Different strategies define "best" differently: - Pareto: Highest quality among Pareto-optimal solutions - Constrained: Highest quality among constraint-satisfying trials - Scalarized: Lowest combined objective score
Parameters:
| Name | Type | Description | Default |
|---|---|---|---|
study | Study | Completed Optuna study | required |
Returns:
| Type | Description |
|---|---|
Optional[FrozenTrial] | Best trial according to this strategy, or None if no trials completed |
DatasetExecutor¶
Executes trials on datasets with parallel processing support.
octuner.optimization.executor.DatasetExecutor(component, entrypoint, dataset, metric, max_workers=1) ¶
DatasetExecutor is a core component of the optimization system that handles the execution of evaluation trials during parameter optimization. It manages the evaluation of components over datasets, collects performance metrics, and provides both sequential and parallel execution capabilities.
How it works:
-
Parameter Application: Applies trial parameters to the component using the parameter setter utilities, ensuring consistent parameter configuration across trials.
-
Dataset Evaluation: Executes the entrypoint function over each dataset item, collecting outputs and computing quality scores using the provided metric function.
-
Metrics Collection: Automatically collects comprehensive metrics including quality scores, execution costs, and latency measurements for each trial.
-
Parallel Execution: Supports concurrent evaluation of dataset items using ThreadPoolExecutor for faster trial execution when max_workers > 1.
-
Statistical Aggregation: Provides robust statistical aggregation across replicates and dataset items using median-based aggregation for stability.
Key Features:
- Parallel Execution: Multi-threaded evaluation for faster optimization
- Comprehensive Metrics: Quality, cost, and latency tracking
- Statistical Robustness: Median-based aggregation to handle outliers
- Error Handling: Graceful handling of individual item failures
- Replicate Support: Multiple trial runs for statistical significance
- Cost Tracking: Automatic cost collection from tunable components
Constructor
Parameters:
| Name | Type | Description | Default |
|---|---|---|---|
component | Any | The component to evaluate.
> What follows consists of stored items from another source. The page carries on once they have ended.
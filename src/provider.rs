//! Provider abstraction: the uniform contract every extraction backend meets.
//!
//! The gateway never talks to a vendor SDK directly — it iterates an ordered
//! list of [`ExtractionProvider`] adapters, all exposing the same
//! `call(images, prompt, timeout)` shape. That seam is what makes the
//! primary/fallback chain a plain list walk, and what lets tests inject
//! scripted providers without any network.
//!
//! The production adapter, [`VisionLlmProvider`], wraps an
//! `edgequake_llm::LLMProvider` so any vision-capable backend the factory
//! knows (gemini, openrouter, openai, anthropic, ollama, …) can serve as a
//! chain link.

use crate::error::{ExtractError, ProviderError};
use crate::model::TokenUsage;
use async_trait::async_trait;
use edgequake_llm::{ChatMessage, CompletionOptions, ImageData, LLMProvider, ProviderFactory};
use std::sync::Arc;
use std::time::Duration;
use tracing::debug;

/// Payload of one successful provider call.
#[derive(Debug, Clone)]
pub struct ProviderReply {
    /// Raw textual response — expected (but not guaranteed) to be JSON.
    pub text: String,
    /// Token counts, when the provider reports usage.
    pub usage: Option<TokenUsage>,
}

/// An extraction backend: document page images + prompt in, raw text out.
///
/// Implementations must apply `timeout` to the underlying call themselves
/// and surface it as [`ProviderError::Timeout`]; the gateway treats a
/// timeout identically to any other failed attempt.
#[async_trait]
pub trait ExtractionProvider: Send + Sync {
    /// Stable identifier recorded as the `source` of a result, e.g. "gemini".
    fn id(&self) -> &str;

    /// Submit one document (all pages) and return the raw response.
    async fn call(
        &self,
        images: &[ImageData],
        prompt: &str,
        timeout: Duration,
    ) -> Result<ProviderReply, ProviderError>;
}

/// Completion parameters shared by every call through one adapter.
#[derive(Debug, Clone, Copy)]
pub struct CallOptions {
    pub temperature: f32,
    pub max_tokens: usize,
}

/// [`ExtractionProvider`] backed by an edgequake-llm vision provider.
pub struct VisionLlmProvider {
    id: String,
    inner: Arc<dyn LLMProvider>,
    options: CallOptions,
}

impl VisionLlmProvider {
    /// Wrap an already-constructed provider.
    pub fn new(id: impl Into<String>, inner: Arc<dyn LLMProvider>, options: CallOptions) -> Self {
        VisionLlmProvider {
            id: id.into(),
            inner,
            options,
        }
    }

    /// Instantiate a named provider through the factory, which reads the
    /// corresponding API key (`GEMINI_API_KEY`, `OPENROUTER_API_KEY`, …)
    /// from the environment.
    pub fn from_name(
        name: &str,
        model: &str,
        options: CallOptions,
    ) -> Result<Self, ExtractError> {
        let inner = ProviderFactory::create_llm_provider(name, model).map_err(|e| {
            ExtractError::ProviderNotConfigured {
                provider: name.to_string(),
                hint: format!("{e}"),
            }
        })?;
        Ok(VisionLlmProvider::new(name, inner, options))
    }
}

#[async_trait]
impl ExtractionProvider for VisionLlmProvider {
    fn id(&self) -> &str {
        &self.id
    }

    /// ## Message Layout
    ///
    /// 1. **System message** — the category-specific extraction prompt,
    ///    schema included.
    /// 2. **User message** — every page image as a base64 attachment
    ///    (empty text).
    ///
    /// The empty user text is intentional: vision APIs require at least one
    /// user turn to respond to, but the images carry all the content.
    async fn call(
        &self,
        images: &[ImageData],
        prompt: &str,
        timeout: Duration,
    ) -> Result<ProviderReply, ProviderError> {
        let messages = vec![
            ChatMessage::system(prompt),
            ChatMessage::user_with_images("", images.to_vec()),
        ];
        let options = CompletionOptions {
            temperature: Some(self.options.temperature),
            max_tokens: Some(self.options.max_tokens),
            ..Default::default()
        };

        let response = tokio::time::timeout(timeout, self.inner.chat(&messages, Some(&options)))
            .await
            .map_err(|_| ProviderError::Timeout {
                secs: timeout.as_secs(),
            })?
            .map_err(|e| classify_api_error(&format!("{e}")))?;

        if response.content.trim().is_empty() {
            return Err(ProviderError::EmptyResponse);
        }

        debug!(
            provider = %self.id,
            input_tokens = response.prompt_tokens,
            output_tokens = response.completion_tokens,
            "provider call complete"
        );

        Ok(ProviderReply {
            text: response.content,
            usage: Some(TokenUsage {
                input: response.prompt_tokens as u64,
                output: response.completion_tokens as u64,
            }),
        })
    }
}

/// Map an SDK error message onto the retryable-failure taxonomy.
///
/// edgequake-llm surfaces HTTP-level detail only in the message text, so
/// classification is by substring match on the status line.
fn classify_api_error(msg: &str) -> ProviderError {
    let lower = msg.to_ascii_lowercase();
    if lower.contains("401") || lower.contains("403") || lower.contains("unauthorized")
        || lower.contains("authentication")
    {
        ProviderError::Auth {
            detail: msg.to_string(),
        }
    } else if lower.contains("429") || lower.contains("rate limit") {
        ProviderError::RateLimited {
            detail: msg.to_string(),
        }
    } else {
        ProviderError::Api {
            message: msg.to_string(),
        }
    }
}

#[cfg(test)]
mod tests {
    use super::*;

    #[test]
    fn classify_auth_errors() {
        assert!(matches!(
            classify_api_error("HTTP 401 Unauthorized"),
            ProviderError::Auth { .. }
        ));
        assert!(matches!(
            classify_api_error("authentication token expired"),
            ProviderError::Auth { .. }
        ));
    }

    #[test]
    fn classify_rate_limit() {
        assert!(matches!(
            classify_api_error("HTTP 429 Too Many Requests"),
            ProviderError::RateLimited { .. }
        ));
        assert!(matches!(
            classify_api_error("Rate limit exceeded, retry later"),
            ProviderError::RateLimited { .. }
        ));
    }

    #[test]
    fn classify_other_as_api() {
        assert!(matches!(
            classify_api_error("HTTP 503 Service Unavailable"),
            ProviderError::Api { .. }
        ));
    }
}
Must be tunable and support parameter setting via the parameter setter utilities. | required |
entrypoint | EntrypointFunction | Function that evaluates the component with input data. Called as | required |
dataset | Dataset | List of input/target pairs for evaluation. Each item should be a dictionary with 'input' and 'target' keys containing the input data and expected output respectively. | required |
metric | MetricFunction | Function that computes quality scores from evaluation results. Called as | required |
max_workers | int | Maximum number of concurrent workers for parallel evaluation. Use 1 for sequential execution, >1 for parallel execution. Higher values speed up I/O-bound tasks but may not help with CPU-bound tasks due to Python's GIL. | 1 |
execute_trial(parameters) ¶
Execute a single evaluation trial with the given parameters. t applies the trial parameters to the component, executes the evaluation over all dataset items, and returns aggregated metrics including quality, cost, and latency.
The execution process:
- Parameter Application: Sets the trial parameters on the component
- Call Log Clearing: Clears any previous call logs for clean metrics
- Dataset Evaluation: Runs the entrypoint function over each dataset item
- Metrics Collection: Collects quality scores, costs, and timing data
- Statistical Aggregation: Computes median quality and total cost
Parameters:
| Name | Type | Description | Default |
|---|---|---|---|
parameters | Dict[str, Any] | Dictionary of parameter values to set on the component. Keys should match the parameter paths from the search space. Example: {"llm.temperature": 0.7, "llm.max_tokens": 100} | required |
Returns:
| Type | Description |
|---|---|
MetricResult | MetricResult containing: |
MetricResult |
|
MetricResult |
|
MetricResult |
|
execute_with_replicates(parameters, replicates=1) ¶
Execute a trial multiple times and aggregate results for statistical robustness. It's particularly useful for optimization scenarios where individual trials may have high variance due to non-deterministic components or external factors.
Parameters:
| Name | Type | Description | Default |
|---|---|---|---|
parameters | Dict[str, Any] | Dictionary of parameter values to set on the component. Same format as execute_trial(). | required |
replicates | int | Number of times to run the trial. Higher values provide better statistical significance but take longer. Typical values range from 1-10 depending on variance requirements. | 1 |
Returns:
| Type | Description |
|---|---|
MetricResult | MetricResult containing aggregated metrics across all replicates: |
execute(parameters) ¶
Execute the full dataset and return per-item results, unlike execute_trial() which returns aggregated metrics. It's useful for detailed analysis, debugging, r when you need to examine individual item performance rather than overall trial performance.
Parameters:
| Name | Type | Description | Default |
|---|---|---|---|
parameters | Dict[str, Any] | Dictionary of parameter values to set on the component. Same format as execute_trial(). | required |
Returns:
| Type | Description |
|---|---|
List[MetricResult] | List of MetricResult objects, one for each dataset item. Each result |
List[MetricResult] | contains the quality, cost, and latency for that specific item. |
Discovery¶
ComponentDiscovery¶
Discovers tunable components in a component tree and builds search spaces.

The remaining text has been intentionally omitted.